Directions for this task: Transcribe the listing precisely, entry by entry.

----- Available data

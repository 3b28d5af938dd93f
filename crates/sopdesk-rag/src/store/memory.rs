use std::collections::HashMap;
use std::sync::{RwLock, RwLockReadGuard, RwLockWriteGuard};

use async_trait::async_trait;

use sopdesk_core::traits::{DocumentStore, EmailThreadStore, FaqStore, SentimentStore, VerdictStore};
use sopdesk_core::types::{CoverageVerdict, EmailThread, Faq, SentimentRecord};
use sopdesk_core::{Error, Result};

#[derive(Default)]
struct State {
    documents: HashMap<String, Vec<u8>>,
    faqs: Vec<Faq>,
    verdicts: Vec<CoverageVerdict>,
    threads: Vec<EmailThread>,
    sentiments: HashMap<String, SentimentRecord>,
}

/// Everything held in memory; used by tests and one-off runs.
#[derive(Default)]
pub struct MemoryStore {
    state: RwLock<State>,
}

impl MemoryStore {
    pub fn new() -> Self {
        Self::default()
    }

    fn read(&self) -> Result<RwLockReadGuard<'_, State>> {
        self.state.read().map_err(|_| Error::Storage("memory store lock poisoned".into()))
    }

    fn write(&self) -> Result<RwLockWriteGuard<'_, State>> {
        self.state.write().map_err(|_| Error::Storage("memory store lock poisoned".into()))
    }

    pub fn with_document(self, id: &str, content: impl Into<Vec<u8>>) -> Self {
        if let Ok(mut state) = self.write() {
            state.documents.insert(id.to_string(), content.into());
        }
        self
    }

    pub fn with_faq(self, id: &str, question: &str) -> Self {
        if let Ok(mut state) = self.write() {
            state.faqs.push(Faq { id: id.to_string(), question: question.to_string() });
        }
        self
    }

    pub fn with_thread(self, thread: EmailThread) -> Self {
        if let Ok(mut state) = self.write() {
            state.threads.push(thread);
        }
        self
    }

    /// Saved verdicts in first-save order.
    pub fn verdicts(&self) -> Vec<CoverageVerdict> {
        self.read().map(|s| s.verdicts.clone()).unwrap_or_default()
    }
}

#[async_trait]
impl DocumentStore for MemoryStore {
    async fn get_content(&self, document_id: &str) -> Result<Vec<u8>> {
        self.read()?
            .documents
            .get(document_id)
            .cloned()
            .ok_or_else(|| Error::NotFound(format!("document {document_id}")))
    }
}

#[async_trait]
impl FaqStore for MemoryStore {
    async fn list(&self) -> Result<Vec<Faq>> {
        Ok(self.read()?.faqs.clone())
    }
}

#[async_trait]
impl VerdictStore for MemoryStore {
    async fn save(&self, verdict: &CoverageVerdict) -> Result<()> {
        let mut state = self.write()?;
        upsert_verdict(&mut state.verdicts, verdict.clone());
        Ok(())
    }
}

#[async_trait]
impl EmailThreadStore for MemoryStore {
    async fn get_thread(&self, thread_id: &str) -> Result<EmailThread> {
        self.read()?
            .threads
            .iter()
            .find(|t| t.id == thread_id)
            .cloned()
            .ok_or_else(|| Error::NotFound(format!("thread {thread_id}")))
    }

    async fn list_threads(&self) -> Result<Vec<EmailThread>> {
        Ok(self.read()?.threads.clone())
    }
}

#[async_trait]
impl SentimentStore for MemoryStore {
    async fn latest(&self, thread_id: &str) -> Result<Option<SentimentRecord>> {
        Ok(self.read()?.sentiments.get(thread_id).cloned())
    }

    async fn record(&self, record: &SentimentRecord) -> Result<()> {
        self.write()?.sentiments.insert(record.thread_id.clone(), record.clone());
        Ok(())
    }
}

/// Replace the verdict for the same (faq, document) pair, or append.
pub(crate) fn upsert_verdict(verdicts: &mut Vec<CoverageVerdict>, verdict: CoverageVerdict) {
    match verdicts
        .iter_mut()
        .find(|v| v.faq_id == verdict.faq_id && v.document_id == verdict.document_id)
    {
        Some(existing) => *existing = verdict,
        None => verdicts.push(verdict),
    }
}

#[cfg(test)]
mod tests {
    use sopdesk_core::types::CoverageType;

    use super::*;

    fn verdict(faq: &str, coverage_type: CoverageType) -> CoverageVerdict {
        CoverageVerdict { faq_id: faq.into(), document_id: "sop".into(), coverage_type, reason: String::new() }
    }

    #[tokio::test]
    async fn saving_twice_supersedes() {
        let store = MemoryStore::new();
        store.save(&verdict("f1", CoverageType::NotCovered)).await.unwrap();
        store.save(&verdict("f2", CoverageType::NotCovered)).await.unwrap();
        store.save(&verdict("f1", CoverageType::FullyCovered)).await.unwrap();

        let saved = store.verdicts();
        assert_eq!(saved.len(), 2);
        assert_eq!(saved[0].coverage_type, CoverageType::FullyCovered);
    }

    #[tokio::test]
    async fn unknown_ids_are_not_found() {
        let store = MemoryStore::new();
        assert!(matches!(store.get_content("nope").await, Err(Error::NotFound(_))));
        assert!(matches!(store.get_thread("nope").await, Err(Error::NotFound(_))));
    }
}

----------

Output below:
repository 3b28d5af938dd93f
filename crates/sopdesk-rag/src/store/memory.rs
use std::collections::HashMap;
use std::sync::{RwLock, RwLockReadGuard, RwLockWriteGuard};

use async_trait::async_trait;

use sopdesk_core::traits::{DocumentStore, EmailThreadStore, FaqStore, SentimentStore, VerdictStore};
use sopdesk_core::types::{CoverageVerdict, EmailThread, Faq, SentimentRecord};
use sopdesk_core::{Error, Result};

#[derive(Default)]
struct State {
    documents: HashMap<String, Vec<u8>>,
    faqs: Vec<Faq>,
    verdicts: Vec<CoverageVerdict>,
    threads: Vec<EmailThread>,
    sentiments: HashMap<String, SentimentRecord>,
}

/// Everything held in memory; used by tests and one-off runs.
#[derive(Default)]
pub struct MemoryStore {
    state: RwLock<State>,
}

impl MemoryStore {
    pub fn new() -> Self {
        Self::default()
    }

    fn read(&self) -> Result<RwLockReadGuard<'_, State>> {
        self.state.read().map_err(|_| Error::Storage("memory store lock poisoned".into()))
    }

    fn write(&self) -> Result<RwLockWriteGuard<'_, State>> {
        self.state.write().map_err(|_| Error::Storage("memory store lock poisoned".into()))
    }

    pub fn with_document(self, id: &str, content: impl Into<Vec<u8>>) -> Self {
        if let Ok(mut state) = self.write() {
            state.documents.insert(id.to_string(), content.into());
        }
        self
    }

    pub fn with_faq(self, id: &str, question: &str) -> Self {
        if let Ok(mut state) = self.write() {
            state.faqs.push(Faq { id: id.to_string(), question: question.to_string() });
        }
        self
    }

    pub fn with_thread(self, thread: EmailThread) -> Self {
        if let Ok(mut state) = self.write() {
            state.threads.push(thread);
        }
        self
    }

    /// Saved verdicts in first-save order.
    pub fn verdicts(&self) -> Vec<CoverageVerdict> {
        self.read().map(|s| s.verdicts.clone()).unwrap_or_default()
    }
}

#[async_trait]
impl DocumentStore for MemoryStore {
    async fn get_content(&self, document_id: &str) -> Result<Vec<u8>> {
        self.read()?
            .documents
            .get(document_id)
            .cloned()
            .ok_or_else(|| Error::NotFound(format!("document {document_id}")))
    }
}

#[async_trait]
impl FaqStore for MemoryStore {
    async fn list(&self) -> Result<Vec<Faq>> {
        Ok(self.read()?.faqs.clone())
    }
}

#[async_trait]
impl VerdictStore for MemoryStore {
    async fn save(&self, verdict: &CoverageVerdict) -> Result<()> {
        let mut state = self.write()?;
        upsert_verdict(&mut state.verdicts, verdict.clone());
        Ok(())
    }
}

#[async_trait]
impl EmailThreadStore for MemoryStore {
    async fn get_thread(&self, thread_id: &str) -> Result<EmailThread> {
        self.read()?
            .threads
            .iter()
            .find(|t| t.id == thread_id)
            .cloned()
            .ok_or_else(|| Error::NotFound(format!("thread {thread_id}")))
    }

    async fn list_threads(&self) -> Result<Vec<EmailThread>> {
        Ok(self.read()?.threads.clone())
    }
}

#[async_trait]
impl SentimentStore for MemoryStore {
    async fn latest(&self, thread_id: &str) -> Result<Option<SentimentRecord>> {
        Ok(self.read()?.sentiments.get(thread_id).cloned())
    }

    async fn record(&self, record: &SentimentRecord) -> Result<()> {
        self.write()?.sentiments.insert(record.thread_id.clone(), record.clone());
        Ok(())
    }
}

/// Replace the verdict for the same (faq, document) pair, or append.
pub(crate) fn upsert_verdict(verdicts: &mut Vec<CoverageVerdict>, verdict: CoverageVerdict) {
    match verdicts
        .iter_mut()
        .find(|v| v.faq_id == verdict.faq_id && v.document_id == verdict.document_id)
    {
        Some(existing) => *existing = verdict,
        None => verdicts.push(verdict),
    }
}

#[cfg(test)]
mod tests {
    use sopdesk_core::types::CoverageType;

    use super::*;

    fn verdict(faq: &str, coverage_type: CoverageType) -> CoverageVerdict {
        CoverageVerdict { faq_id: faq.into(), document_id: "sop".into(), coverage_type, reason: String::new() }
    }

    #[tokio::test]
    async fn saving_twice_supersedes() {
        let store = MemoryStore::new();
        store.save(&verdict("f1", CoverageType::NotCovered)).await.unwrap();
        store.save(&verdict("f2", CoverageType::NotCovered)).await.unwrap();
        store.save(&verdict("f1", CoverageType::FullyCovered)).await.unwrap();

        let saved = store.verdicts();
        assert_eq!(saved.len(), 2);
        assert_eq!(saved[0].coverage_type, CoverageType::FullyCovered);
    }

    #[tokio::test]
    async fn unknown_ids_are_not_found() {
        let store = MemoryStore::new();
        assert!(matches!(store.get_content("nope").await, Err(Error::NotFound(_))));
        assert!(matches!(store.get_thread("nope").await, Err(Error::NotFound(_))));
    }
}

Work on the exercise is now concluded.